Histórias

Painless Parker, um dentista mais que excêntrico

No museu dentário da Universidade de Temple, localizado na Filadélfia nos Estados Unidos, encontra-se uma pequena seção dedicada a um dos dentistas mais notórios da América: o famoso “Painless Parker“. Esse dentista afirmava que seu procedimento de extração dentária era completamente indolor, chegando ao ponto de prometer reembolsar seus honorários em dez vezes caso houvesse qualquer dor durante a operação. No entanto, a verdade por trás desse apelido era bastante diferente. Parker havia até mesmo mudado legalmente seu nome para Painless Parker, mas a realidade era bem distante dessa promessa de indoloridade.
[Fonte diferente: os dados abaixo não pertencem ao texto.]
//! Postgres-backed stores against a throwaway database
//!
//! Needs the server from `configuration.yaml`; run with `cargo test -- --ignored`.

use jobboard::configuration::{get_configuration, DatabaseSettings};
use jobboard::domain::{NewUser, RefreshTokenRecord, User, UserRole};
use jobboard::error::StoreError;
use jobboard::store::{CredentialStore, PgCredentialStore, PgRefreshTokenLedger, RefreshTokenLedger};
use sqlx::{Connection, Executor, PgConnection, PgPool};

pub struct TestDb {
    pub credentials: PgCredentialStore,
    pub ledger: PgRefreshTokenLedger,
}

async fn configure_database(config: &DatabaseSettings) -> PgPool {
    let mut connection = PgConnection::connect(&config.connection_string_without_db())
        .await
        .expect("Failed to connect to Postgres");
    connection
        .execute(&*format!(r#"CREATE DATABASE "{}";"#, config.database_name))
        .await
        .expect("Failed to create database.");

    let connection_pool = PgPool::connect(&config.connection_string())
        .await
        .expect("Failed to connect to Postgres.");
    sqlx::migrate!("./migrations")
        .run(&connection_pool)
        .await
        .expect("Failed to migrate the database.");
    connection_pool
}

async fn spawn_db() -> TestDb {
    let mut configuration = get_configuration().expect("Failed to read configuration.");
    configuration.database.database_name = uuid::Uuid::new_v4().to_string();
    configuration.password.hash_cost = 4;
    let pool = configure_database(&configuration.database).await;

    TestDb {
        credentials: PgCredentialStore::new(pool.clone(), configuration.password.clone()),
        ledger: PgRefreshTokenLedger::new(pool),
    }
}

async fn create_user(db: &TestDb, email: &str) -> User {
    db.credentials
        .create(
            NewUser {
                email: email.to_string(),
                role: UserRole::Candidate,
            },
            "SecurePass123",
        )
        .await
        .expect("Failed to create user")
}

#[tokio::test]
#[ignore = "requires a running Postgres"]
async fn conditional_revoke_succeeds_exactly_once() {
    let db = spawn_db().await;
    let user = create_user(&db, "a@x.com").await;
    let record = RefreshTokenRecord::new("hash-1".to_string(), "jti-1".to_string(), user.id, 7);
    db.ledger.insert(&record).await.unwrap();

    assert!(db.ledger.revoke_if_active("hash-1").await.unwrap());
    assert!(!db.ledger.revoke_if_active("hash-1").await.unwrap());
    assert!(!db.ledger.revoke_if_active("no-such-hash").await.unwrap());

    let stored = db.ledger.find("hash-1").await.unwrap().expect("row should exist");
    assert!(stored.is_revoked);
    assert_eq!(stored.jwt_id, "jti-1");
}

#[tokio::test]
#[ignore = "requires a running Postgres"]
async fn concurrent_conditional_revokes_have_one_winner() {
    let db = spawn_db().await;
    let user = create_user(&db, "a@x.com").await;
    let record = RefreshTokenRecord::new("hash-1".to_string(), "jti-1".to_string(), user.id, 7);
    db.ledger.insert(&record).await.unwrap();

    let (first, second) = tokio::join!(
        db.ledger.revoke_if_active("hash-1"),
        db.ledger.revoke_if_active("hash-1"),
    );

    assert!(first.unwrap() ^ second.unwrap());
}

#[tokio::test]
#[ignore = "requires a running Postgres"]
async fn revoke_all_only_touches_active_rows_of_one_user() {
    let db = spawn_db().await;
    let alice = create_user(&db, "alice@x.com").await;
    let bob = create_user(&db, "bob@x.com").await;
    for (hash, user_id) in [("a1", alice.id), ("a2", alice.id), ("a3", alice.id), ("b1", bob.id)] {
        let record = RefreshTokenRecord::new(hash.to_string(), "jti".to_string(), user_id, 7);
        db.ledger.insert(&record).await.unwrap();
    }
    db.ledger.revoke_if_active("a1").await.unwrap();

    assert_eq!(db.ledger.revoke_all_for_user(alice.id).await.unwrap(), 2);
    assert!(!db.ledger.find("b1").await.unwrap().unwrap().is_revoked);
}

#[tokio::test]
#[ignore = "requires a running Postgres"]
async fn duplicate_email_is_reported_as_duplicate() {
    let db = spawn_db().await;
    create_user(&db, "a@x.com").await;

    let second = db
        .credentials
        .create(
            NewUser {
                email: "a@x.com".to_string(),
                role: UserRole::Company,
            },
            "SecurePass123",
        )
        .await;

    assert!(matches!(second, Err(StoreError::Duplicate(_))));
}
Painless Parker com seu colar de dentes; o colar no Museu Dentário da Universidade de Temple.

Painless Parker, cujo nome de nascimento era Edgar Randolph Parker, nasceu em Tynemouth Creek, New Brunswick, em 1872. Desde jovem, Edgar já mostrava habilidades como vendedor. Aos 7 anos, ele vendeu o parquinho da escola para um colega por 20 centavos. Aos 9 anos, negociou com um vizinho para adquirir uma galinha, ovos e um galinheiro, planejando se tornar um criador de galinhas. Edgar era um garoto rebelde e travesso, frequentemente simulando doenças para faltar à escola. Em certo momento, ele adquiriu uma carroça e um cavalo e se tornou um mascate de rua, vendendo bijuterias. No entanto, seu pai desaprovou essa atividade e vendeu a carroça. Em protesto, Edgar deixou sua casa e embarcou em um dos navios de seu tio com destino a Barbados.

Um colar de dentes extraídos que Painless Parker usava quando ia trabalhar.

Durante sua viagem marítima, Edgar sofreu um ferimento e foi parar em um hospital em Buenos Aires. Passando um verão inteiro no hospital, ele começou a admirar o trabalho dos médicos e decidiu se tornar um profissional da área. No entanto, como sua mãe era uma cristã devota e não acreditava na medicina, Edgar optou pela carreira de odontologia. Ele gostava da ideia de poder aliviar as pessoas da dor, algo que sua mãe havia experimentado durante um período de tempo com um dente do siso incluso.

Parker vendia toda uma linha de produtos para cuidados dentários, como este antisséptico bucal. 

Em 1889, Parker se matriculou no New York College of Dentistry. Para se sustentar financeiramente, ele realizava atendimentos odontológicos de porta em porta e até montou seu próprio consultório logo após entrar na faculdade. No entanto, essa conduta violava as políticas da instituição, resultando na sua expulsão. No mesmo ano, ele ingressou no Philadelphia Dental College (agora Escola de Odontologia Maurice H. Kornberg da Universidade de Temple) e se formou em 1892, aos vinte anos de idade. Parker era um aluno com dificuldades financeiras e só conseguiu se graduar porque suplicou ao reitor para ser aprovado. Após obter a aprovação, Parker se mudou para o Canadá para começar a trabalhar como dentista.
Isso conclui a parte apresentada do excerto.